---- RECORDS PROVIDED

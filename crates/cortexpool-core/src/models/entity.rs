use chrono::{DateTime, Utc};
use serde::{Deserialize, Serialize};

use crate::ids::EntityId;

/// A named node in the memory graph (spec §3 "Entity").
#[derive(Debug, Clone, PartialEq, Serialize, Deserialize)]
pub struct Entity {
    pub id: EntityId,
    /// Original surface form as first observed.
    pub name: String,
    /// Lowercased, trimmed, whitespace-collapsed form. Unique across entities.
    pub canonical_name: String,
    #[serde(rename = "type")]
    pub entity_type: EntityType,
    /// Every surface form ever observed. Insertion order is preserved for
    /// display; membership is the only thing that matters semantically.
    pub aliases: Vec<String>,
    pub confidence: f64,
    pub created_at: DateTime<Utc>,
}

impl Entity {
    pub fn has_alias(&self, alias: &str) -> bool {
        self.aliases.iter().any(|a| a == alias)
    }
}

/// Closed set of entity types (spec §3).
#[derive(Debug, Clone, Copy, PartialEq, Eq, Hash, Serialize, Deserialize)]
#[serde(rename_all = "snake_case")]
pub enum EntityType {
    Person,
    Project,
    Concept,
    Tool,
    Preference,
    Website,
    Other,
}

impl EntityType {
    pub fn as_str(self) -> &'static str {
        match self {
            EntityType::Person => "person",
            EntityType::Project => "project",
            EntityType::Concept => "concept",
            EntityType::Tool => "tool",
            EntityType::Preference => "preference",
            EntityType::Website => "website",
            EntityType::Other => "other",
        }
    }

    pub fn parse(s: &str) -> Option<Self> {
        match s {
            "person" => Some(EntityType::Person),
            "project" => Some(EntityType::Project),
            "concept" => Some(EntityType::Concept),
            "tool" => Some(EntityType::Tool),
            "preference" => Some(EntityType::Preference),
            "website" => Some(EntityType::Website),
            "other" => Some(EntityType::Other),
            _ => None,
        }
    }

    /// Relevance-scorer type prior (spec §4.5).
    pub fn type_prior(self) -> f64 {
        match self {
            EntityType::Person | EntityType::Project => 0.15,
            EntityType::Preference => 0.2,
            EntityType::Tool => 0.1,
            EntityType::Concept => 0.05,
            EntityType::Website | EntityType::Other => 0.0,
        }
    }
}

--------
---- RECORDS PROVIDED

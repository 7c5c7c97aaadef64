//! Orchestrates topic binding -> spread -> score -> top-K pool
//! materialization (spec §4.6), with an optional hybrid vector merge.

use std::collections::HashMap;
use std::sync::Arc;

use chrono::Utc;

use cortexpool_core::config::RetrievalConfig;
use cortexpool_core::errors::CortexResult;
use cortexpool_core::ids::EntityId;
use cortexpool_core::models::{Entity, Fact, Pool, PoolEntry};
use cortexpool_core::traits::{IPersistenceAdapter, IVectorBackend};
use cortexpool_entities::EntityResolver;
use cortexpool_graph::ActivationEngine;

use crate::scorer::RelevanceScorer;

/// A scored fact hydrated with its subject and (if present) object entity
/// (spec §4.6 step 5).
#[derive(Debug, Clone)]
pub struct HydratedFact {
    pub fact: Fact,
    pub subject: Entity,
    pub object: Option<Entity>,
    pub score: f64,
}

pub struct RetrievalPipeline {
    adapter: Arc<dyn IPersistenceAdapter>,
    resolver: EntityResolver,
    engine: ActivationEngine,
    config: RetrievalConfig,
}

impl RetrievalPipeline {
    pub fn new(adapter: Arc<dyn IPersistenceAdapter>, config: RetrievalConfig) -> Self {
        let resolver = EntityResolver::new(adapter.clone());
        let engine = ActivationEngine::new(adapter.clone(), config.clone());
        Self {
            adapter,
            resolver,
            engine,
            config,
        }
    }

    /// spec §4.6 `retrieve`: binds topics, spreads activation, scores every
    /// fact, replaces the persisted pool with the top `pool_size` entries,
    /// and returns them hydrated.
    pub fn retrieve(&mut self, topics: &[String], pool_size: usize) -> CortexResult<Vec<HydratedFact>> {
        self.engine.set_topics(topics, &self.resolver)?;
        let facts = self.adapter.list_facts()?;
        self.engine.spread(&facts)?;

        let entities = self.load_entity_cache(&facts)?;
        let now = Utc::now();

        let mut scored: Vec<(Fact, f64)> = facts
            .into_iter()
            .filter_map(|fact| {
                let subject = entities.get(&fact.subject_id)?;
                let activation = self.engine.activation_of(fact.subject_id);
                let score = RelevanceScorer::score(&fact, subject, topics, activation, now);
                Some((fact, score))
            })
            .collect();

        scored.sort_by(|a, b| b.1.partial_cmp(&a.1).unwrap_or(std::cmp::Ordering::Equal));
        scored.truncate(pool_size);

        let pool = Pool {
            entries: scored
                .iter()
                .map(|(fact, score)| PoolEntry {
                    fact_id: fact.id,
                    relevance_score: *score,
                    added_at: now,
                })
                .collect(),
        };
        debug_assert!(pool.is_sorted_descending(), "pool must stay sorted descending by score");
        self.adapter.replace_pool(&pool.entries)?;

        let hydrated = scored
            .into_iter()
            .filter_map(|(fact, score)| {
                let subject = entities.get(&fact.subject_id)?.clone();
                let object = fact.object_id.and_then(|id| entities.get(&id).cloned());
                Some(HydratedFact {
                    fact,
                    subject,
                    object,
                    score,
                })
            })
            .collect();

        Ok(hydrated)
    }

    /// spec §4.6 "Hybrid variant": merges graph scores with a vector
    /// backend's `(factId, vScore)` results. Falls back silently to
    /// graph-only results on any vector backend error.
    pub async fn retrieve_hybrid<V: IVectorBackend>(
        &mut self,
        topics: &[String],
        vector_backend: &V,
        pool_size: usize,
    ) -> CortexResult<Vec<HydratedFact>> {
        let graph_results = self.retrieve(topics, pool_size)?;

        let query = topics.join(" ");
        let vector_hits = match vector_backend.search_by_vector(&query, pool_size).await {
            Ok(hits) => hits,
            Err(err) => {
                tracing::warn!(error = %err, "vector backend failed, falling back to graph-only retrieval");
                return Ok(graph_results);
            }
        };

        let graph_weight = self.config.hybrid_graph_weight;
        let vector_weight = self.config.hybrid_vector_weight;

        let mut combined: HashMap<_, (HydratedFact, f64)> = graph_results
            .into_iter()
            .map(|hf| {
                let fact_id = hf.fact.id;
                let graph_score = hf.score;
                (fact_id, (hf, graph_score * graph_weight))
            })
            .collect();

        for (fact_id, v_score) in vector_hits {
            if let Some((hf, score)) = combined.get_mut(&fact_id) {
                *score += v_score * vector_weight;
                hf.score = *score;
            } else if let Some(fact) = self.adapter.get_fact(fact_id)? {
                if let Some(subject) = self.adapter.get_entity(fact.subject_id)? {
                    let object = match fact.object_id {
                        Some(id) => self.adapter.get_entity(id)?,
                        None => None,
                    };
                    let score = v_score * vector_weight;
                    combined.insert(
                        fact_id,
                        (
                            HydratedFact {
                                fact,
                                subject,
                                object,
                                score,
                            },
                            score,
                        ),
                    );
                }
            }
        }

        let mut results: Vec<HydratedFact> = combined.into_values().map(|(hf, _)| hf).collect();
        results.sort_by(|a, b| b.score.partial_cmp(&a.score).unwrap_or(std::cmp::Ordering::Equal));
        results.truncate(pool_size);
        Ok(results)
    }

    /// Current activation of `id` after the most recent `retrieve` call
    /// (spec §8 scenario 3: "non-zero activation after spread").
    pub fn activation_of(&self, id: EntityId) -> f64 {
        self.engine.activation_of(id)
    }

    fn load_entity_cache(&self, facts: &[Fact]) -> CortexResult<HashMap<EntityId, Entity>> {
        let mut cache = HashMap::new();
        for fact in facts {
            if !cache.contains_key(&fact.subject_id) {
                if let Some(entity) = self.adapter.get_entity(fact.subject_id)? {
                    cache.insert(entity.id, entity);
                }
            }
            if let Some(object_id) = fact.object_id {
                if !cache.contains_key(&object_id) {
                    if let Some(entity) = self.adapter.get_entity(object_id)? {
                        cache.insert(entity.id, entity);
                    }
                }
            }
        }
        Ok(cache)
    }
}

--------

Could you find every line in the records above that has the string "CortexResult" and copy it?

use cortexpool_core::errors::CortexResult;
    pub fn retrieve(&mut self, topics: &[String], pool_size: usize) -> CortexResult<Vec<HydratedFact>> {
    ) -> CortexResult<Vec<HydratedFact>> {
    fn load_entity_cache(&self, facts: &[Fact]) -> CortexResult<HashMap<EntityId, Entity>> {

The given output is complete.